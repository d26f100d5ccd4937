//! Tessellation of the three primitive shapes the scene is made of.
//!
//! Output is plain indexed triangle data with `bytemuck`-compatible vertices
//! so a renderer can upload it directly.

use glam::Vec3;
use std::f32::consts::{FRAC_PI_2, TAU};

#[repr(C)]
#[derive(Clone, Copy, Debug, Default, PartialEq, bytemuck::Pod, bytemuck::Zeroable)]
pub struct MeshVertex {
    pub position: [f32; 3],
    pub normal: [f32; 3],
}

#[derive(Clone, Debug, Default)]
pub struct MeshData {
    pub vertices: Vec<MeshVertex>,
    pub indices: Vec<u32>,
}

impl MeshData {
    #[inline]
    fn push(&mut self, position: Vec3, normal: Vec3) {
        self.vertices.push(MeshVertex {
            position: position.to_array(),
            normal: normal.normalize_or_zero().to_array(),
        });
    }

    pub fn triangle_count(&self) -> usize {
        self.indices.len() / 3
    }

    // Stitch a (rows x cols) grid of vertices laid out row-major with cols+1 per row.
    fn stitch_grid(&mut self, base: u32, rows: u32, cols: u32) {
        let stride = cols + 1;
        for r in 0..rows {
            for c in 0..cols {
                let a = base + r * stride + c;
                let b = a + stride;
                self.indices.extend_from_slice(&[a, b, a + 1, a + 1, b, b + 1]);
            }
        }
    }
}

/// Capsule along +Y: a cylinder of `length` capped by two hemispheres of `radius`.
pub fn capsule(radius: f32, length: f32, cap_segments: u32, radial_segments: u32) -> MeshData {
    let cap_segments = cap_segments.max(1);
    let radial_segments = radial_segments.max(3);
    let half = length * 0.5;
    let mut mesh = MeshData::default();

    // Rings run from the top pole to the bottom pole; the two equator rings bound the cylinder.
    let mut rings = 0u32;
    for (center_y, phi_start) in [(half, 0.0_f32), (-half, FRAC_PI_2)] {
        for s in 0..=cap_segments {
            let phi = phi_start + (s as f32 / cap_segments as f32) * FRAC_PI_2;
            let (sin_phi, cos_phi) = phi.sin_cos();
            for k in 0..=radial_segments {
                let theta = (k as f32 / radial_segments as f32) * TAU;
                let (sin_t, cos_t) = theta.sin_cos();
                let normal = Vec3::new(sin_phi * sin_t, cos_phi, sin_phi * cos_t);
                let position = Vec3::new(0.0, center_y, 0.0) + normal * radius;
                mesh.push(position, normal);
            }
            rings += 1;
        }
    }
    mesh.stitch_grid(0, rings - 1, radial_segments);
    mesh
}

/// Torus segment lying in the local XY plane, sweeping `arc` radians from +X.
pub fn torus(
    radius: f32,
    tube: f32,
    radial_segments: u32,
    tubular_segments: u32,
    arc: f32,
) -> MeshData {
    let radial_segments = radial_segments.max(3);
    let tubular_segments = tubular_segments.max(1);
    let mut mesh = MeshData::default();

    for j in 0..=radial_segments {
        let v = (j as f32 / radial_segments as f32) * TAU;
        let (sin_v, cos_v) = v.sin_cos();
        for i in 0..=tubular_segments {
            let u = (i as f32 / tubular_segments as f32) * arc;
            let (sin_u, cos_u) = u.sin_cos();
            let position = Vec3::new(
                (radius + tube * cos_v) * cos_u,
                (radius + tube * cos_v) * sin_u,
                tube * sin_v,
            );
            let center = Vec3::new(radius * cos_u, radius * sin_u, 0.0);
            mesh.push(position, position - center);
        }
    }
    mesh.stitch_grid(0, radial_segments, tubular_segments);
    mesh
}

/// Unit quad in the XZ plane facing +Y, centered on the origin.
pub fn ground_plane() -> MeshData {
    let mut mesh = MeshData::default();
    for (x, z) in [(-0.5, -0.5), (0.5, -0.5), (-0.5, 0.5), (0.5, 0.5)] {
        mesh.push(Vec3::new(x, 0.0, z), Vec3::Y);
    }
    mesh.indices.extend_from_slice(&[0, 2, 1, 1, 2, 3]);
    mesh
}

#[cfg(test)]
mod tests {
    use super::*;
    use std::f32::consts::PI;

    #[test]
    fn capsule_spans_length_plus_caps() {
        let mesh = capsule(0.3, 0.4, 4, 8);
        assert_eq!(mesh.vertices.len(), 2 * 5 * 9);
        let (min_y, max_y) = mesh
            .vertices
            .iter()
            .fold((f32::MAX, f32::MIN), |(lo, hi), v| {
                (lo.min(v.position[1]), hi.max(v.position[1]))
            });
        assert!((max_y - 0.5).abs() < 1e-5);
        assert!((min_y + 0.5).abs() < 1e-5);
        assert!(mesh.indices.iter().all(|&i| (i as usize) < mesh.vertices.len()));
    }

    #[test]
    fn half_torus_stays_on_one_side() {
        let mesh = torus(4.0, 0.25, 16, 32, PI);
        assert_eq!(mesh.vertices.len(), 17 * 33);
        assert_eq!(mesh.triangle_count(), 16 * 32 * 2);
        for v in &mesh.vertices {
            assert!(v.position[1] >= -1e-4, "vertex below arc start: {:?}", v.position);
            let n = Vec3::from_array(v.normal);
            assert!((n.length() - 1.0).abs() < 1e-4);
        }
    }

    #[test]
    fn ground_plane_faces_up() {
        let mesh = ground_plane();
        assert_eq!(mesh.triangle_count(), 2);
        assert!(mesh.vertices.iter().all(|v| v.normal == [0.0, 1.0, 0.0]));
    }
}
_ _ _ _
- **Work required**
When you answer, output each line of the data exactly as given, from its first line up to and including the one with "fn push(&mut self, position: Vec3, normal: Vec3)".

- **Result below**
repository d26f100d5ccd4937
//! Tessellation of the three primitive shapes the scene is made of.
//!
//! Output is plain indexed triangle data with `bytemuck`-compatible vertices
//! so a renderer can upload it directly.

use glam::Vec3;
use std::f32::consts::{FRAC_PI_2, TAU};

#[repr(C)]
#[derive(Clone, Copy, Debug, Default, PartialEq, bytemuck::Pod, bytemuck::Zeroable)]
pub struct MeshVertex {
    pub position: [f32; 3],
    pub normal: [f32; 3],
}

#[derive(Clone, Debug, Default)]
pub struct MeshData {
    pub vertices: Vec<MeshVertex>,
    pub indices: Vec<u32>,
}

impl MeshData {
    #[inline]
    fn push(&mut self, position: Vec3, normal: Vec3) {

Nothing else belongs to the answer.